Gen est un témoignage à 80% autobiographique, selon les dires de l'auteur, Keiji Nakasawa, et c'est ce qui fait toute sa force. Nakasawa va droit au but, nous montre tout crûment, sans fard, il nous immerge totalement dans le Japon des années 40, dans le mode de pensée et les moeurs de ses habitants. La force de Nakasawa réside dans sa sincérité: il n'embellit rien, n'enlaidit rien non plus, sans être pour autant objectif. Il s'intéresse à la vie des petits dans une époque où l'on fait peu de cas de leur vie, nous raconte la manière dont les autorités ont fait de l'empereur japonais un véritable dieu, l'incarnation de la nation et le père de tous les japonais, comment ce mode de pensée a amené les kamikazes, la xénophobie à l'égard de tous les non-japonais. Il nous décrit la propagande et les manipulations du peuple par les instances dirigeantes, qui conduiront aux suicides collectifs de femmes et d'enfants ne voulant pas tomber dans les mains d'Américains violeurs et sadiques.
Le style de Nakasawa est très théâtral: un dessin simple, qui va à l'essentiel, des expressions faciales, des attitudes et des comportements exagérés, tout cela ajoute à l'intensité dramatique du livre. Il joue sur l'importance des symboles: un soleil omniprésent, qui rythme tout le livre, à la fois bienveillant, source de vie et annonciateur de l'apocalypse à venir, le blé et le riz, base de la nourriture et symboles de la vie paysanne... Nakasawa n'oublie pas non plus d 'aérer son livre par quelques touches d'humour, autant de bouffées d'oxygène dans un livre parfois oppressant.

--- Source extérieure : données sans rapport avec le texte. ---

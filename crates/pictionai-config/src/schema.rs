//! Configuration schema types for the Pictionar(ai) game.
//!
//! All structs use `serde(default)` so partial configs work correctly.
//! Missing fields are filled with the defaults the game shipped with.

use serde::{Deserialize, Serialize};

/// Current config schema version.
pub const CONFIG_SCHEMA_VERSION: u32 = 1;

/// Text model settings, used for both object generation and judging.
#[derive(Debug, Clone, Serialize, Deserialize)]
#[serde(default)]
pub struct TextModelConfig {
    pub model: String,
    /// Completion token cap. Unset lets the API decide.
    pub max_tokens: Option<u32>,
    /// Sampling temperature in `[0, 2]`. Unset uses the API default.
    pub temperature: Option<f64>,
}

impl Default for TextModelConfig {
    fn default() -> Self {
        Self {
            model: "gpt-3.5-turbo".into(),
            max_tokens: None,
            temperature: None,
        }
    }
}

/// Image model settings, used to render the secret object.
#[derive(Debug, Clone, Serialize, Deserialize)]
#[serde(default)]
pub struct ImageModelConfig {
    pub model: String,
    pub size: String,
    pub quality: String,
}

impl Default for ImageModelConfig {
    fn default() -> Self {
        Self {
            model: "dall-e-3".into(),
            size: "1024x1024".into(),
            quality: "standard".into(),
        }
    }
}

/// Terminal UI behavior.
#[derive(Debug, Clone, Serialize, Deserialize)]
#[serde(default)]
pub struct UiConfig {
    /// Open each generated image in the system browser.
    pub open_images: bool,
}

impl Default for UiConfig {
    fn default() -> Self {
        Self { open_images: true }
    }
}

/// Root configuration for the game.
///
/// All options have sensible defaults matching current behavior.
/// Only override what you want to change.
#[derive(Debug, Clone, Default, Serialize, Deserialize)]
#[serde(default)]
pub struct PictionaiConfig {
    pub text: TextModelConfig,
    pub image: ImageModelConfig,
    pub ui: UiConfig,
}

// =============================================================================
// Tests
// =============================================================================

#[cfg(test)]
mod tests {
    use super::*;

    #[test]
    fn default_config_has_correct_text_settings() {
        let config = PictionaiConfig::default();
        assert_eq!(config.text.model, "gpt-3.5-turbo");
        assert!(config.text.max_tokens.is_none());
        assert!(config.text.temperature.is_none());
    }

    #[test]
    fn default_config_has_correct_image_settings() {
        let config = PictionaiConfig::default();
        assert_eq!(config.image.model, "dall-e-3");
        assert_eq!(config.image.size, "1024x1024");
        assert_eq!(config.image.quality, "standard");
    }

    #[test]
    fn default_config_opens_images() {
        let config = PictionaiConfig::default();
        assert!(config.ui.open_images);
    }

    #[test]
    fn partial_toml_fills_missing_fields_with_defaults() {
        let config: PictionaiConfig = toml::from_str(
            r#"
[text]
model = "gpt-4o-mini"

[image]
quality = "hd"
"#,
        )
        .unwrap();
        assert_eq!(config.text.model, "gpt-4o-mini");
        assert_eq!(config.image.quality, "hd");
        // Defaults preserved
        assert_eq!(config.image.size, "1024x1024");
        assert!(config.ui.open_images);
    }

    #[test]
    fn config_round_trips_through_toml() {
        let config = PictionaiConfig {
            text: TextModelConfig {
                model: "gpt-4o".into(),
                max_tokens: Some(64),
                temperature: Some(1.2),
            },
            ..Default::default()
        };
        let toml_str = toml::to_string(&config).unwrap();
        let parsed: PictionaiConfig = toml::from_str(&toml_str).unwrap();
        assert_eq!(parsed.text.model, "gpt-4o");
        assert_eq!(parsed.text.max_tokens, Some(64));
        assert!((parsed.text.temperature.unwrap() - 1.2).abs() < f64::EPSILON);
    }

    #[test]
    fn config_schema_version_is_1() {
        assert_eq!(CONFIG_SCHEMA_VERSION, 1);
    }
}
//! One round of the game: a secret object and its rendered image.

use pictionai_openai::{ImageModel, Message, ModelError, Role, TextModel};
use tracing::{debug, info};

use crate::prompts;

/// A fully prepared round.
///
/// Both fields are set together. A round with an object but no image
/// cannot be constructed, so the UI never shows half a round.
#[derive(Debug, Clone, PartialEq, Eq)]
pub struct Round {
    pub object_name: String,
    pub image_url: String,
}

/// Ask the text model for a random object name.
pub async fn generate_object_name(text: &dyn TextModel) -> Result<String, ModelError> {
    let messages = [
        Message {
            role: Role::System,
            content: prompts::RANDOM_OBJECT_SYSTEM_PROMPT.into(),
        },
        Message {
            role: Role::User,
            content: prompts::RANDOM_OBJECT_USER_PROMPT.into(),
        },
    ];
    text.complete(&messages).await
}

/// Prepare a new round: pick an object, then render it.
///
/// Returns only once both model calls succeed; a failure in either
/// leaves no partial round behind.
pub async fn generate_round(
    text: &dyn TextModel,
    images: &dyn ImageModel,
) -> Result<Round, ModelError> {
    let object_name = generate_object_name(text).await?;
    // debug only: the object name is the answer the player is guessing
    debug!(object = %object_name, "object selected");

    let image_url = images.generate(&object_name).await?;
    info!(url = %image_url, "round image ready");

    Ok(Round {
        object_name,
        image_url,
    })
}

/// Ask the text model to judge a guess against the round's object.
///
/// The verdict comes back as free text (typically a 1-10 score with a
/// short remark) and is shown to the player verbatim.
pub async fn judge_guess(
    text: &dyn TextModel,
    object_name: &str,
    guess: &str,
) -> Result<String, ModelError> {
    let messages = [
        Message {
            role: Role::System,
            content: prompts::JUDGMENT_SYSTEM_PROMPT.into(),
        },
        Message {
            role: Role::User,
            content: prompts::judgment_user_prompt(object_name, guess),
        },
    ];
    let judgment = text.complete(&messages).await?;
    info!("guess judged");
    Ok(judgment)
}
//! OpenAI API clients for Pictionar(ai).
//!
//! Provides a chat completions client (object generation and guess
//! judging) and an image generation client (rendering the secret
//! object). Both sit behind small traits so the game logic can run
//! against fakes in tests.

pub mod chat;
pub mod images;

use async_trait::async_trait;

pub use chat::{ChatClient, ChatConfig};
pub use images::{ImageClient, ImageConfig};

/// Chat-style text model: takes a conversation, returns the reply text.
#[async_trait]
pub trait TextModel: Send + Sync {
    async fn complete(&self, messages: &[Message]) -> Result<String, ModelError>;
}

/// Text-to-image model: takes a prompt, returns a hosted image URL.
#[async_trait]
pub trait ImageModel: Send + Sync {
    async fn generate(&self, prompt: &str) -> Result<String, ModelError>;
}

#[derive(Debug, Clone, serde::Serialize, serde::Deserialize)]
pub struct Message {
    pub role: Role,
    pub content: String,
}

#[derive(Debug, Clone, Copy, PartialEq, Eq, serde::Serialize, serde::Deserialize)]
#[serde(rename_all = "lowercase")]
pub enum Role {
    User,
    Assistant,
    System,
}

#[derive(Debug, thiserror::Error)]
pub enum ModelError {
    #[error("API error: {0}")]
    ApiError(String),
    #[error("Rate limited")]
    RateLimited,
    #[error("Network error: {0}")]
    NetworkError(String),
    #[error("Parse error: {0}")]
    ParseError(String),
    #[error("Timeout")]
    Timeout,
}
use clap::Parser;

/// Pictionar(ai): guess the object behind an AI-generated image.
#[derive(Parser, Debug)]
#[command(name = "pictionai", version, about)]
pub struct Args {
    /// Config file path override.
    #[arg(long)]
    pub config: Option<String>,

    /// Log level override (debug, info, warn, error).
    #[arg(long)]
    pub log_level: Option<String>,

    /// Do not open generated images in the browser.
    #[arg(long)]
    pub no_open: bool,
}

pub fn parse() -> Args {
    Args::parse()
}
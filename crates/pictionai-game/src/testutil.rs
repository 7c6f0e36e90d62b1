//! Scripted model fakes for game logic tests.

use std::collections::VecDeque;
use std::sync::Mutex;

use async_trait::async_trait;
use pictionai_openai::{ImageModel, Message, ModelError, Role, TextModel};

/// Text model that replays queued responses and records every call.
#[derive(Default)]
pub(crate) struct FakeTextModel {
    responses: Mutex<VecDeque<Result<String, ModelError>>>,
    calls: Mutex<Vec<Vec<Message>>>,
}

impl FakeTextModel {
    pub(crate) fn push_response(&self, raw: impl Into<String>) {
        self.responses.lock().unwrap().push_back(Ok(raw.into()));
    }

    pub(crate) fn push_error(&self, err: ModelError) {
        self.responses.lock().unwrap().push_back(Err(err));
    }

    pub(crate) fn calls(&self) -> Vec<Vec<Message>> {
        self.calls.lock().unwrap().clone()
    }

    pub(crate) fn call_count(&self) -> usize {
        self.calls.lock().unwrap().len()
    }

    /// User-role content of the most recent call.
    pub(crate) fn last_user_prompt(&self) -> Option<String> {
        self.calls.lock().unwrap().last().and_then(|messages| {
            messages
                .iter()
                .rev()
                .find(|m| m.role == Role::User)
                .map(|m| m.content.clone())
        })
    }
}

#[async_trait]
impl TextModel for FakeTextModel {
    async fn complete(&self, messages: &[Message]) -> Result<String, ModelError> {
        self.calls.lock().unwrap().push(messages.to_vec());
        self.responses
            .lock()
            .unwrap()
            .pop_front()
            .unwrap_or_else(|| Err(ModelError::ApiError("no response queued".into())))
    }
}

/// Image model that replays queued URLs and records every prompt.
#[derive(Default)]
pub(crate) struct FakeImageModel {
    responses: Mutex<VecDeque<Result<String, ModelError>>>,
    prompts: Mutex<Vec<String>>,
}

impl FakeImageModel {
    pub(crate) fn push_response(&self, url: impl Into<String>) {
        self.responses.lock().unwrap().push_back(Ok(url.into()));
    }

    pub(crate) fn push_error(&self, err: ModelError) {
        self.responses.lock().unwrap().push_back(Err(err));
    }

    pub(crate) fn prompts(&self) -> Vec<String> {
        self.prompts.lock().unwrap().clone()
    }
}

#[async_trait]
impl ImageModel for FakeImageModel {
    async fn generate(&self, prompt: &str) -> Result<String, ModelError> {
        self.prompts.lock().unwrap().push(prompt.to_string());
        self.responses
            .lock()
            .unwrap()
            .pop_front()
            .unwrap_or_else(|| Err(ModelError::ApiError("no image queued".into())))
    }
}
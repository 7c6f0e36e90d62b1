mod cli;
mod ui;

use pictionai_common::PictionaiError;
use pictionai_config::PictionaiConfig;
use pictionai_openai::{ChatClient, ChatConfig, ImageClient, ImageConfig};
use tracing_subscriber::EnvFilter;

/// Load environment variables from a .env file (KEY=VALUE lines).
fn load_dotenv() {
    // Try common locations for .env relative to the workspace
    let manifest_dir = std::path::PathBuf::from(env!("CARGO_MANIFEST_DIR"));
    let candidates = [
        // Workspace root, two levels up from crates/pictionai-app/
        manifest_dir.join("..").join("..").join(".env"),
        // Current directory
        std::path::PathBuf::from(".env"),
    ];

    for path in &candidates {
        if let Ok(contents) = std::fs::read_to_string(path) {
            for line in contents.lines() {
                let line = line.trim();
                if line.is_empty() || line.starts_with('#') {
                    continue;
                }
                if let Some((key, value)) = line.split_once('=') {
                    let key = key.trim();
                    let value = value.trim().trim_matches('"').trim_matches('\'');
                    if std::env::var(key).is_err() {
                        std::env::set_var(key, value);
                    }
                }
            }
            return;
        }
    }
}

#[tokio::main]
async fn main() {
    // Load .env before anything else so OPENAI_API_KEY can come from it
    load_dotenv();

    // Parse CLI arguments
    let args = cli::parse();

    // Initialize logging
    let log_directive = args.log_level.as_deref().unwrap_or("pictionai=info");
    tracing_subscriber::fmt()
        .with_env_filter(
            EnvFilter::from_default_env().add_directive(
                log_directive
                    .parse()
                    .unwrap_or_else(|_| "pictionai=info".parse().unwrap()),
            ),
        )
        .init();

    tracing::info!("Pictionar(ai) v{} starting", env!("CARGO_PKG_VERSION"));

    if let Err(e) = run(args).await {
        tracing::error!("{e}");
        eprintln!("Error: {e}");
        std::process::exit(1);
    }
}

async fn run(args: cli::Args) -> pictionai_common::Result<()> {
    // Load config
    let config = match args.config {
        Some(ref path) => {
            tracing::info!("Using config override: {path}");
            let config =
                pictionai_config::toml_loader::load_from_path(std::path::Path::new(path))?;
            pictionai_config::validation::validate(&config)?;
            config
        }
        None => pictionai_config::load_config()?,
    };

    // Both clients share the one API key from the environment
    let text = ChatClient::new(chat_config(&config)?);
    let images = ImageClient::new(image_config(&config)?);

    let open_images = config.ui.open_images && !args.no_open;

    ui::run(&text, &images, open_images).await?;

    tracing::info!("Shutdown complete");
    Ok(())
}

fn chat_config(config: &PictionaiConfig) -> pictionai_common::Result<ChatConfig> {
    let mut chat = ChatConfig::from_env()
        .map_err(|e| PictionaiError::Model(e.to_string()))?
        .with_model(config.text.model.clone());
    if let Some(max_tokens) = config.text.max_tokens {
        chat = chat.with_max_tokens(max_tokens);
    }
    if let Some(temperature) = config.text.temperature {
        chat = chat.with_temperature(temperature);
    }
    Ok(chat)
}

fn image_config(config: &PictionaiConfig) -> pictionai_common::Result<ImageConfig> {
    Ok(ImageConfig::from_env()
        .map_err(|e| PictionaiError::Model(e.to_string()))?
        .with_model(config.image.model.clone())
        .with_size(config.image.size.clone())
        .with_quality(config.image.quality.clone()))
}
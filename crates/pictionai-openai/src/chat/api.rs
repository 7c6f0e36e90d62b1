//! TextModel trait implementation for ChatClient.

use async_trait::async_trait;
use tracing::debug;

use crate::{Message, ModelError, TextModel};

use super::client::{ChatClient, CHAT_API_URL};

#[async_trait]
impl TextModel for ChatClient {
    async fn complete(&self, messages: &[Message]) -> Result<String, ModelError> {
        let body = self.build_request_body(messages);

        debug!(model = %self.config.model, "chat completion request");

        let response = self
            .http
            .post(CHAT_API_URL)
            .header("Authorization", format!("Bearer {}", self.config.api_key))
            .json(&body)
            .send()
            .await
            .map_err(|e| {
                if e.is_timeout() {
                    ModelError::Timeout
                } else {
                    ModelError::NetworkError(e.to_string())
                }
            })?;

        let status = response.status();
        if status == reqwest::StatusCode::TOO_MANY_REQUESTS {
            return Err(ModelError::RateLimited);
        }
        if !status.is_success() {
            let text = response.text().await.unwrap_or_default();
            return Err(ModelError::ApiError(format!("HTTP {status}: {text}")));
        }

        let json: serde_json::Value = response
            .json()
            .await
            .map_err(|e| ModelError::ParseError(e.to_string()))?;

        self.parse_response(json)
    }
}
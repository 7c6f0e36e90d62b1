//! Game session state machine.
//!
//! The session moves through three states:
//!
//! ```text
//! Idle --Play--> Presenting --SubmitGuess--> Judged --PlayAgain--> Idle
//! ```
//!
//! Each state carries exactly the data valid in it, so a round with an
//! object name but no image cannot be represented. The UI layer owns no
//! game state of its own; it delivers [`Action`]s and renders
//! [`Outcome`]s.

use pictionai_openai::{ImageModel, ModelError, TextModel};
use tracing::debug;

use crate::round::{self, Round};

/// Where the session is in the play loop.
#[derive(Debug, Clone, PartialEq, Eq, Default)]
pub enum State {
    /// No round in progress.
    #[default]
    Idle,
    /// A round is on screen, waiting for a guess.
    Presenting { round: Round },
    /// The guess has been judged; the round stays visible.
    Judged { round: Round },
}

/// Player input, as delivered by the UI layer.
#[derive(Debug, Clone, PartialEq, Eq)]
pub enum Action {
    /// Start a round.
    Play,
    /// Submit a guess for the round on screen.
    SubmitGuess(String),
    /// Clear the finished round and return to the start.
    PlayAgain,
}

/// What a handled action produced, for the UI to display.
#[derive(Debug, Clone, PartialEq, Eq)]
pub enum Outcome {
    /// A new round is ready; show the image.
    RoundStarted { image_url: String },
    /// The guess was judged; show the verdict.
    GuessJudged { judgment: String },
    /// The guess was blank; ask again without calling the judge.
    EmptyGuess,
    /// Session returned to the start.
    Reset,
    /// The action does not apply in the current state.
    Ignored,
}

/// A single-player game session.
///
/// Holds the current [`State`] and applies [`Action`]s to it. Model
/// calls happen inside [`GameSession::handle`]; an error from either
/// model leaves the state untouched, so the caller can retry the same
/// action or move on.
#[derive(Debug, Default)]
pub struct GameSession {
    state: State,
}

impl GameSession {
    pub fn new() -> Self {
        Self { state: State::Idle }
    }

    pub fn state(&self) -> &State {
        &self.state
    }

    /// Secret object of the round in progress, if any.
    pub fn object_name(&self) -> Option<&str> {
        match &self.state {
            State::Idle => None,
            State::Presenting { round } | State::Judged { round } => Some(&round.object_name),
        }
    }

    /// Image URL of the round in progress, if any.
    pub fn image_url(&self) -> Option<&str> {
        match &self.state {
            State::Idle => None,
            State::Presenting { round } | State::Judged { round } => Some(&round.image_url),
        }
    }

    /// Apply a player action, calling out to the models as needed.
    ///
    /// Actions that do not apply in the current state return
    /// [`Outcome::Ignored`] rather than an error.
    pub async fn handle(
        &mut self,
        action: Action,
        text: &dyn TextModel,
        images: &dyn ImageModel,
    ) -> Result<Outcome, ModelError> {
        match action {
            Action::Play => {
                if !matches!(self.state, State::Idle) {
                    debug!("play ignored outside idle");
                    return Ok(Outcome::Ignored);
                }
                let round = round::generate_round(text, images).await?;
                let image_url = round.image_url.clone();
                self.state = State::Presenting { round };
                Ok(Outcome::RoundStarted { image_url })
            }
            Action::SubmitGuess(guess) => {
                let State::Presenting { round } = &self.state else {
                    debug!("guess ignored outside presenting");
                    return Ok(Outcome::Ignored);
                };
                let guess = guess.trim();
                if guess.is_empty() {
                    return Ok(Outcome::EmptyGuess);
                }
                let judgment = round::judge_guess(text, &round.object_name, guess).await?;
                let round = round.clone();
                self.state = State::Judged { round };
                Ok(Outcome::GuessJudged { judgment })
            }
            Action::PlayAgain => {
                if !matches!(self.state, State::Judged { .. }) {
                    debug!("play again ignored outside judged");
                    return Ok(Outcome::Ignored);
                }
                self.state = State::Idle;
                Ok(Outcome::Reset)
            }
        }
    }
}
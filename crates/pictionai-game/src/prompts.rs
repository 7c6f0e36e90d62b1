//! Prompt text for the game's model calls.
//!
//! The wording is part of the game's behavior: the object prompt pushes
//! the model toward variety, and the judgment prompt pins the reply to a
//! 1-10 score.

/// System prompt for random object generation.
pub const RANDOM_OBJECT_SYSTEM_PROMPT: &str =
    "You are an assistant that provides names of random objects.";

/// User prompt for random object generation.
pub const RANDOM_OBJECT_USER_PROMPT: &str =
    "Please provide the name of a random object, and I mean really random.";

/// System prompt for judging a guess.
pub const JUDGMENT_SYSTEM_PROMPT: &str =
    "You are an assistant judging how close a guess is to an original prompt.";

/// Render the judgment user prompt for one round.
pub fn judgment_user_prompt(object_name: &str, guess: &str) -> String {
    format!(
        "The original prompt was: '{object_name}'. The user guessed: '{guess}'. \
         Please judge how close the guess is. Please provide a score from 1 to 10, \
         with 1 being not even close and 10 being an exact match."
    )
}
//! Pictionar(ai) configuration system.
//!
//! Provides TOML-based configuration for the game's text model, image
//! model, and terminal UI, with full validation. All config sections use
//! sensible defaults so partial configs work out of the box.
//!
//! # Quick Start
//!
//! ```rust,no_run
//! use pictionai_config::load_config;
//!
//! let config = load_config().expect("failed to load config");
//! println!("{}", config.text.model);
//! ```

pub mod schema;
pub mod toml_loader;
pub mod validation;

// Re-export core types for convenience
pub use schema::{
    ImageModelConfig, PictionaiConfig, TextModelConfig, UiConfig, CONFIG_SCHEMA_VERSION,
};

use pictionai_common::ConfigError;

/// Convenience function to load config from the platform default path.
///
/// Loads `config.toml` from the OS config directory, creates a default
/// if none exists, and validates the result.
pub fn load_config() -> Result<PictionaiConfig, ConfigError> {
    let config = toml_loader::load_default()?;
    validation::validate(&config)?;
    Ok(config)
}
/// Identifies one allocation of a channel.
///
/// A handle goes dead when its voice is released or stolen; operations on a
/// dead handle are no-ops, even if the channel has since been reassigned.
#[derive(Debug, Clone, Copy, PartialEq, Eq, Hash)]
pub struct VoiceHandle {
    channel: u8,
    serial: u64,
}

impl VoiceHandle {
    pub(crate) fn new(channel: u8, serial: u64) -> Self {
        Self { channel, serial }
    }

    /// Member channel, 1..=N
    pub fn channel(&self) -> u8 {
        self.channel
    }
}

/// Per-voice expression dimension
#[derive(Debug, Clone, Copy, PartialEq, Eq)]
pub enum Expression {
    /// -1..1
    PitchBend,
    /// 0..1
    Brightness,
    /// 0..1
    Timbre,
}

impl Expression {
    pub(crate) fn clamp(self, value: f32) -> f32 {
        match self {
            Expression::PitchBend => value.clamp(-1.0, 1.0),
            Expression::Brightness | Expression::Timbre => value.clamp(0.0, 1.0),
        }
    }

    pub(crate) fn dirty_bit(self) -> u8 {
        match self {
            Expression::PitchBend => DIRTY_PITCH_BEND,
            Expression::Brightness => DIRTY_BRIGHTNESS,
            Expression::Timbre => DIRTY_TIMBRE,
        }
    }
}

pub(crate) const DIRTY_PITCH_BEND: u8 = 0b001;
pub(crate) const DIRTY_BRIGHTNESS: u8 = 0b010;
pub(crate) const DIRTY_TIMBRE: u8 = 0b100;
pub(crate) const DIRTY_ALL: u8 = DIRTY_PITCH_BEND | DIRTY_BRIGHTNESS | DIRTY_TIMBRE;

/// One live polyphonic note slot
#[derive(Debug, Clone, Copy, PartialEq)]
pub struct Voice {
    handle: VoiceHandle,
    note: u8,
    velocity: u8,
    pitch_bend: f32,
    brightness: f32,
    timbre: f32,
    allocated_at: u64,
    dirty: u8,
}

impl Voice {
    pub(crate) fn start(handle: VoiceHandle, note: u8, velocity: u8, allocated_at: u64) -> Self {
        Self {
            handle,
            note,
            velocity,
            pitch_bend: 0.0,
            // Centre of the CC74 range
            brightness: 0.5,
            timbre: 0.0,
            allocated_at,
            dirty: DIRTY_ALL,
        }
    }

    pub fn handle(&self) -> VoiceHandle {
        self.handle
    }

    pub fn channel(&self) -> u8 {
        self.handle.channel
    }

    pub fn note(&self) -> u8 {
        self.note
    }

    /// Velocity captured at allocation
    pub fn velocity(&self) -> u8 {
        self.velocity
    }

    pub fn pitch_bend(&self) -> f32 {
        self.pitch_bend
    }

    pub fn brightness(&self) -> f32 {
        self.brightness
    }

    pub fn timbre(&self) -> f32 {
        self.timbre
    }

    /// Allocation order stamp; lower is older
    pub fn allocated_at(&self) -> u64 {
        self.allocated_at
    }

    pub fn get(&self, expression: Expression) -> f32 {
        match expression {
            Expression::PitchBend => self.pitch_bend,
            Expression::Brightness => self.brightness,
            Expression::Timbre => self.timbre,
        }
    }

    /// Clamp and store. Marks the dimension dirty only if the value changed.
    pub(crate) fn set(&mut self, expression: Expression, value: f32) {
        if value.is_nan() {
            return;
        }
        let value = expression.clamp(value);
        let slot = match expression {
            Expression::PitchBend => &mut self.pitch_bend,
            Expression::Brightness => &mut self.brightness,
            Expression::Timbre => &mut self.timbre,
        };
        if *slot != value {
            *slot = value;
            self.dirty |= expression.dirty_bit();
        }
    }

    #[cfg(test)]
    pub(crate) fn dirty(&self) -> u8 {
        self.dirty
    }

    pub(crate) fn take_dirty(&mut self) -> u8 {
        std::mem::take(&mut self.dirty)
    }
}

#[cfg(test)]
mod tests {
    use super::*;

    fn voice() -> Voice {
        let mut v = Voice::start(VoiceHandle::new(1, 0), 60, 100, 0);
        v.take_dirty();
        v
    }

    #[test]
    fn test_new_voice_is_fully_dirty() {
        let v = Voice::start(VoiceHandle::new(3, 7), 64, 90, 5);
        assert_eq!(v.dirty(), DIRTY_ALL);
        assert_eq!(v.channel(), 3);
        assert_eq!(v.brightness(), 0.5);
    }

    #[test]
    fn test_set_clamps_into_range() {
        let mut v = voice();
        v.set(Expression::PitchBend, -3.0);
        v.set(Expression::Brightness, 1.7);
        v.set(Expression::Timbre, -0.2);
        assert_eq!(v.pitch_bend(), -1.0);
        assert_eq!(v.brightness(), 1.0);
        assert_eq!(v.timbre(), 0.0);
    }

    #[test]
    fn test_unchanged_value_stays_clean() {
        let mut v = voice();
        v.set(Expression::Brightness, 0.5);
        assert_eq!(v.dirty(), 0);
        v.set(Expression::Timbre, 0.25);
        assert_eq!(v.take_dirty(), DIRTY_TIMBRE);
        assert_eq!(v.dirty(), 0);
    }

    #[test]
    fn test_nan_is_ignored() {
        let mut v = voice();
        v.set(Expression::PitchBend, f32::NAN);
        assert_eq!(v.pitch_bend(), 0.0);
        assert_eq!(v.dirty(), 0);
    }
}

On ne peut parler de Gen d'Hiroshima sans faire un parallèle avec Maus, et pas seulement à cause de la préface (qui paradoxalement se situe à la fin du livre...) d'Art Spiegelman. Les deux livres parlent d'une des tragédies majeures du XXe siècle par le biais du témoignage. Bien sûr les styles sont complètement différents mais le but reste identique: marquer les esprits, faire un travail de mémoire. De ce point de vue, Gen d'Hiroshima remplit parfaitement son contrat et s'avère aussi important dans le paysage de la bd que son illustre successeur.
|
thierry
| Je crois avoir vraiment compris la vraie ampleur de la tragédie d'Hiroshima et Nagasaki quand j'ai découvert les clichés de Yosuke Yamahata, un photographe militaire envoyé a Nagasaki quelques heures après l'explosion de la seconde bombe atomique sur Nagasaki. Ces quelques clichés capturent avec une implacable précision les effroyable dégâts causes par l'explosion.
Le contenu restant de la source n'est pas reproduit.